### What is being asked
Copy each line of the data beneath in which the word "category" appears.

Saved data entries:
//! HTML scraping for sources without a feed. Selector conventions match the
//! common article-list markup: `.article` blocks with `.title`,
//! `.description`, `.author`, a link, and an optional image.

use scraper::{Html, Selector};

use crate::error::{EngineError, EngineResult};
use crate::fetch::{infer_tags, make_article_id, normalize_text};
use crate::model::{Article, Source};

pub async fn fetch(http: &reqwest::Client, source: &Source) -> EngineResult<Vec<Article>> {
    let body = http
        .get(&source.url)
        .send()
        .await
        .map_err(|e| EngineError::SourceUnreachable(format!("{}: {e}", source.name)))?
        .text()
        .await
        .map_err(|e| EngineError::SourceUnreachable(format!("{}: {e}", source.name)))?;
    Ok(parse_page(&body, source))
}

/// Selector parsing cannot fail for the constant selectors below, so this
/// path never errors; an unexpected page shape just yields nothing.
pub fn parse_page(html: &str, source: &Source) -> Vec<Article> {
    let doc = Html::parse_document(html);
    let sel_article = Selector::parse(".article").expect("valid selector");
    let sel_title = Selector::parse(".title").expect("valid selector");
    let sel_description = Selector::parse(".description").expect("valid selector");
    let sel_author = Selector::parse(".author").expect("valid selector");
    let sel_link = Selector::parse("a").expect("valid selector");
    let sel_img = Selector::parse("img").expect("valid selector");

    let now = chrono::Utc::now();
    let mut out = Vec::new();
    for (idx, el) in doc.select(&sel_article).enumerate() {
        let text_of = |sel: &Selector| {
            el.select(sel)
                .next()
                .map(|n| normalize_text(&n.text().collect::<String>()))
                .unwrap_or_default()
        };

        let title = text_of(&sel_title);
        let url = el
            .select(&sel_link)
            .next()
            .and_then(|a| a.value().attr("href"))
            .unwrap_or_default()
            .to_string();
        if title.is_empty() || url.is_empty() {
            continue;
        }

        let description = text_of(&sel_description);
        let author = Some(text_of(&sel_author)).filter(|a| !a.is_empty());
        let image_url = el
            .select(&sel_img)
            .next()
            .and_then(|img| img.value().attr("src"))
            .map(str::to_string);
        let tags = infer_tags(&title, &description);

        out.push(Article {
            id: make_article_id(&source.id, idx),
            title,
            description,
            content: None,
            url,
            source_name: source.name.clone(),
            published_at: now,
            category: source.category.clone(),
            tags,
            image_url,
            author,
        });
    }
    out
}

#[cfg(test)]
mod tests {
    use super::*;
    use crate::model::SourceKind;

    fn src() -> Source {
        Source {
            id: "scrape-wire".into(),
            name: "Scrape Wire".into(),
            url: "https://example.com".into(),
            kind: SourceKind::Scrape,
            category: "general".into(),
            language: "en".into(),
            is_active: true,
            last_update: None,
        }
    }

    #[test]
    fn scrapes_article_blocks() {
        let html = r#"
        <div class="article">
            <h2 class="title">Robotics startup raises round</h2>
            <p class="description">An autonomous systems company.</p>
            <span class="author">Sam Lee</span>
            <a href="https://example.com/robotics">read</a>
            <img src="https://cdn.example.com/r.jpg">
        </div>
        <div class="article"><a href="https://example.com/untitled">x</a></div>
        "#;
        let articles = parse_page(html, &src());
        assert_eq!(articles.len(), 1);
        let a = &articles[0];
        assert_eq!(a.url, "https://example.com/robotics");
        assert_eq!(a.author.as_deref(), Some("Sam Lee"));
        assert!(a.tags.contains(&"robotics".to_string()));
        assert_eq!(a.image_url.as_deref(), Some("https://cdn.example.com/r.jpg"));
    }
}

### Exercise solution
            category: source.category.clone(),
            category: "general".into(),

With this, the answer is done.